Each line of the data below that contains "core" must be copied.

[Saved entries]
──────────────────────────────

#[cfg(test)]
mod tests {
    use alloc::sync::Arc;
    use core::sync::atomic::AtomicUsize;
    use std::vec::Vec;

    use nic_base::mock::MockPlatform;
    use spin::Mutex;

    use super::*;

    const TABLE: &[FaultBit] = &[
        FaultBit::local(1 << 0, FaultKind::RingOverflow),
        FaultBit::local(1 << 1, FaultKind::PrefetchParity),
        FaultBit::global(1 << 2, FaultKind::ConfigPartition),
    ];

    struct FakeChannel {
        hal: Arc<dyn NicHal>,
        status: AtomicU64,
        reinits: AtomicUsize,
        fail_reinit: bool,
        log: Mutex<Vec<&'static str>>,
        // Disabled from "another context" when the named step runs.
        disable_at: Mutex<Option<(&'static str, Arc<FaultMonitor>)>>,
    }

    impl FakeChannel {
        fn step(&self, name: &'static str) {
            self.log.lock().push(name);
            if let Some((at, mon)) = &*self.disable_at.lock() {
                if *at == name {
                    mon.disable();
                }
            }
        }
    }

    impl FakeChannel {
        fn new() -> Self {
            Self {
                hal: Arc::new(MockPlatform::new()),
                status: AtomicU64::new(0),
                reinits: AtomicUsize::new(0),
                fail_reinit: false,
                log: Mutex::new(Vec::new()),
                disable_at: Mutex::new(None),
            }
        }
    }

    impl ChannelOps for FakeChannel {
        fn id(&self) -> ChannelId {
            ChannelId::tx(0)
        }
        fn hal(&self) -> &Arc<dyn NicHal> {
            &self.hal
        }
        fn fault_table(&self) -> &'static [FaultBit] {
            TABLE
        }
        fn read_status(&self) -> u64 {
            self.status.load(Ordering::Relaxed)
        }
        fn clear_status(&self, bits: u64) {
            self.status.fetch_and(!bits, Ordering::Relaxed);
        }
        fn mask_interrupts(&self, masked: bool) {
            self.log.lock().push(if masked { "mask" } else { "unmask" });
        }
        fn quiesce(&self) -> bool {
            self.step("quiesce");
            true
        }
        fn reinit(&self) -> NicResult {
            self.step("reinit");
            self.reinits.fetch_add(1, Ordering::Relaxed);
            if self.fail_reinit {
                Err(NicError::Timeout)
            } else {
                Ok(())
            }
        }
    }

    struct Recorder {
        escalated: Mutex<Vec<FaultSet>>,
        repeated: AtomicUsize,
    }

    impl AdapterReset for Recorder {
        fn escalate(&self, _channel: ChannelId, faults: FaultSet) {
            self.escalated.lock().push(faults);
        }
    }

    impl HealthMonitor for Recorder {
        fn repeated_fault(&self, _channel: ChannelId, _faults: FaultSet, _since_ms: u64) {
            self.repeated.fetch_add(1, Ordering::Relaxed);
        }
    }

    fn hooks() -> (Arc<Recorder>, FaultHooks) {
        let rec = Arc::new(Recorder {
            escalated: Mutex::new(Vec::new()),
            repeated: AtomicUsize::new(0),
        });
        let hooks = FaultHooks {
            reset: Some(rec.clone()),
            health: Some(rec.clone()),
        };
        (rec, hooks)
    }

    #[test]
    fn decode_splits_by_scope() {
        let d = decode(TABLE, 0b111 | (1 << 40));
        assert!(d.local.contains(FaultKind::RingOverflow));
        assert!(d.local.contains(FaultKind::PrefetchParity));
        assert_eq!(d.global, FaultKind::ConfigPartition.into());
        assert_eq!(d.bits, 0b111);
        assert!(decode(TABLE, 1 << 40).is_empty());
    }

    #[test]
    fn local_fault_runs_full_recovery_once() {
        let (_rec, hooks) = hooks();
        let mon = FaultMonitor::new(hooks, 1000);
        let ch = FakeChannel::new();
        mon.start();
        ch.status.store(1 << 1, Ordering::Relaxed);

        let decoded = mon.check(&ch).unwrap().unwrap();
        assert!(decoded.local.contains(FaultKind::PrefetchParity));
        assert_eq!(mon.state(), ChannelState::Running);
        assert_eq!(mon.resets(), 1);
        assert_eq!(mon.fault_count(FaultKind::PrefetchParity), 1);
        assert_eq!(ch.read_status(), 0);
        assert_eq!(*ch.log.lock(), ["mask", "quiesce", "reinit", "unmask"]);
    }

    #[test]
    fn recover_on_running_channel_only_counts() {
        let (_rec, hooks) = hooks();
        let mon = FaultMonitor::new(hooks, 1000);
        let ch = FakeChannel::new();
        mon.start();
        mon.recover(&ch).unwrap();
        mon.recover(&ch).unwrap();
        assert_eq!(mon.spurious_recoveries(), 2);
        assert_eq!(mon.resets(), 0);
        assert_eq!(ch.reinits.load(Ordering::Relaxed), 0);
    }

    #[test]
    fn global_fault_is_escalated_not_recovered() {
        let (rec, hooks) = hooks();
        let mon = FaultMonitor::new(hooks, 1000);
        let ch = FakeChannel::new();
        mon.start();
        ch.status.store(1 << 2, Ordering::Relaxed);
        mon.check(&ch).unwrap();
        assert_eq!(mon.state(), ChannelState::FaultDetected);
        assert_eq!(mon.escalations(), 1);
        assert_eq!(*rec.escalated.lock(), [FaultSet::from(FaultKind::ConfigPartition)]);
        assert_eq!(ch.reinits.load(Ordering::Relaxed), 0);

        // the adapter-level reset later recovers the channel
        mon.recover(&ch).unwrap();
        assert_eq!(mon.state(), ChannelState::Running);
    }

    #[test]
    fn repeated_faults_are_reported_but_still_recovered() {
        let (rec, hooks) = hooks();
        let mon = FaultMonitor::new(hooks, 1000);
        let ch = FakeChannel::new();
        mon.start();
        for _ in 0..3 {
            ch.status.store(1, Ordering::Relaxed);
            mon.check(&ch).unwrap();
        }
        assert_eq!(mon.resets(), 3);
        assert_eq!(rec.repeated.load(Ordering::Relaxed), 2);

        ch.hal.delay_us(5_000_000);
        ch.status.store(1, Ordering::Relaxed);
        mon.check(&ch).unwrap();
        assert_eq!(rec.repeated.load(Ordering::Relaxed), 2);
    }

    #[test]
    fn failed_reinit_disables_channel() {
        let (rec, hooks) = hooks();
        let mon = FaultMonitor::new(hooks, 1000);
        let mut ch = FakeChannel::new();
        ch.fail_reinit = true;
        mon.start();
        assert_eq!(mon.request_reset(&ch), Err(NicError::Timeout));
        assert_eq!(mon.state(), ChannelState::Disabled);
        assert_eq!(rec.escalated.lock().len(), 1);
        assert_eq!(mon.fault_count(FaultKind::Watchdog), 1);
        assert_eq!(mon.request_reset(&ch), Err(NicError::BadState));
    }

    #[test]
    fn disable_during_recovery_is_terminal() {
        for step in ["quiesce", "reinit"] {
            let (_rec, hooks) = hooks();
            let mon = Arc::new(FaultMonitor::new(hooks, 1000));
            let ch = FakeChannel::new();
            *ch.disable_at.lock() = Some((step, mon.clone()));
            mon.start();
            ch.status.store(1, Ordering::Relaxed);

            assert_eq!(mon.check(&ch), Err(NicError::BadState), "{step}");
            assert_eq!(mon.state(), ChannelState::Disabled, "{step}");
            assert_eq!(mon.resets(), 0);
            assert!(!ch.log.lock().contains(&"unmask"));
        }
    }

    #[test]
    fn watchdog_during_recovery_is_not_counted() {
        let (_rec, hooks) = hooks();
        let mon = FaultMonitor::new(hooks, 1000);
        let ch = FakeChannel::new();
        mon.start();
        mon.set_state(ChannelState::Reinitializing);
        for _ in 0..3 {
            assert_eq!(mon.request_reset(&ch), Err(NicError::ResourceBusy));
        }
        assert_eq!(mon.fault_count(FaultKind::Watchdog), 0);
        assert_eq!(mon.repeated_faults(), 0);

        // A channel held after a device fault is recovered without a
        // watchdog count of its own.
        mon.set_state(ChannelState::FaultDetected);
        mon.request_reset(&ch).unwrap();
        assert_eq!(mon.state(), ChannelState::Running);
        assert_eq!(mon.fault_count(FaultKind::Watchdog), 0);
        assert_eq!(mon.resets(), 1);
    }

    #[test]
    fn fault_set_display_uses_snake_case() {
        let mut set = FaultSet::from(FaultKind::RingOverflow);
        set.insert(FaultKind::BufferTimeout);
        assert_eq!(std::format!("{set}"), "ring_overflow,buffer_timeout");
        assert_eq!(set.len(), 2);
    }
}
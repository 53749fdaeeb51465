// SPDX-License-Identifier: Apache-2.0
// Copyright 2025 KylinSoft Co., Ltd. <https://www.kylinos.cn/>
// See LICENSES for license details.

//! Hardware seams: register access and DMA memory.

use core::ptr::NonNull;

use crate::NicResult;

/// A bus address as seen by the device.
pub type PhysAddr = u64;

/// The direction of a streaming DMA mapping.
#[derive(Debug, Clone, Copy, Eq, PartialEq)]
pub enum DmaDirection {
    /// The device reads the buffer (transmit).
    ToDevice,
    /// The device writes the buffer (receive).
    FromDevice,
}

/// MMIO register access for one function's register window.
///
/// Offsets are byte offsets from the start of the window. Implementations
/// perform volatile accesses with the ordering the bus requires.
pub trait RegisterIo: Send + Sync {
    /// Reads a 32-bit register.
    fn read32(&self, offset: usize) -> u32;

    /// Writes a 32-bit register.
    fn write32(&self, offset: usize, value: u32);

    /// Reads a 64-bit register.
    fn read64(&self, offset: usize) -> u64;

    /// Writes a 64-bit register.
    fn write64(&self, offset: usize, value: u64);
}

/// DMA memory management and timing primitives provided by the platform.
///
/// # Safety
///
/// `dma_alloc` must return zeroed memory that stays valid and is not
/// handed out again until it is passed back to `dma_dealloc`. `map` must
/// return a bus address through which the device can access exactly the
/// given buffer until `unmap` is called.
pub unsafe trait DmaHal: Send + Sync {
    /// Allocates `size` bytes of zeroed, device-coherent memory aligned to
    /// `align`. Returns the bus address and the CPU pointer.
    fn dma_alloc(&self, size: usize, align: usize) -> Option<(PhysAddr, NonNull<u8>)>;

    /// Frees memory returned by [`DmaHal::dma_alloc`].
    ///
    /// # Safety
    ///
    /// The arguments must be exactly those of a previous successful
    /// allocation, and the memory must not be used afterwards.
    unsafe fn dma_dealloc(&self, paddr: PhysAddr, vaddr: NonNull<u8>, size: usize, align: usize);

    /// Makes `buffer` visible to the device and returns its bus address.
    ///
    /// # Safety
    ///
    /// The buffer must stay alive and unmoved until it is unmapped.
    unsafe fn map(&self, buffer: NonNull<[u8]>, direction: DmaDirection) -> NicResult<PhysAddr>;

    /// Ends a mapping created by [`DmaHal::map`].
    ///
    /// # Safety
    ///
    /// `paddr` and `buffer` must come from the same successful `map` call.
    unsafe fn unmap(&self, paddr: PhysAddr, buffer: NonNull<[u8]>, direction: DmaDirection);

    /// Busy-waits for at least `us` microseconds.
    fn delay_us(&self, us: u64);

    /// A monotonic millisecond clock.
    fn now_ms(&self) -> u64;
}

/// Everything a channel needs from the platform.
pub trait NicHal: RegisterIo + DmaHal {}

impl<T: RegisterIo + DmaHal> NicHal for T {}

──────────────────────────────

Exercise solution:
    use core::sync::atomic::AtomicUsize;
use core::ptr::NonNull;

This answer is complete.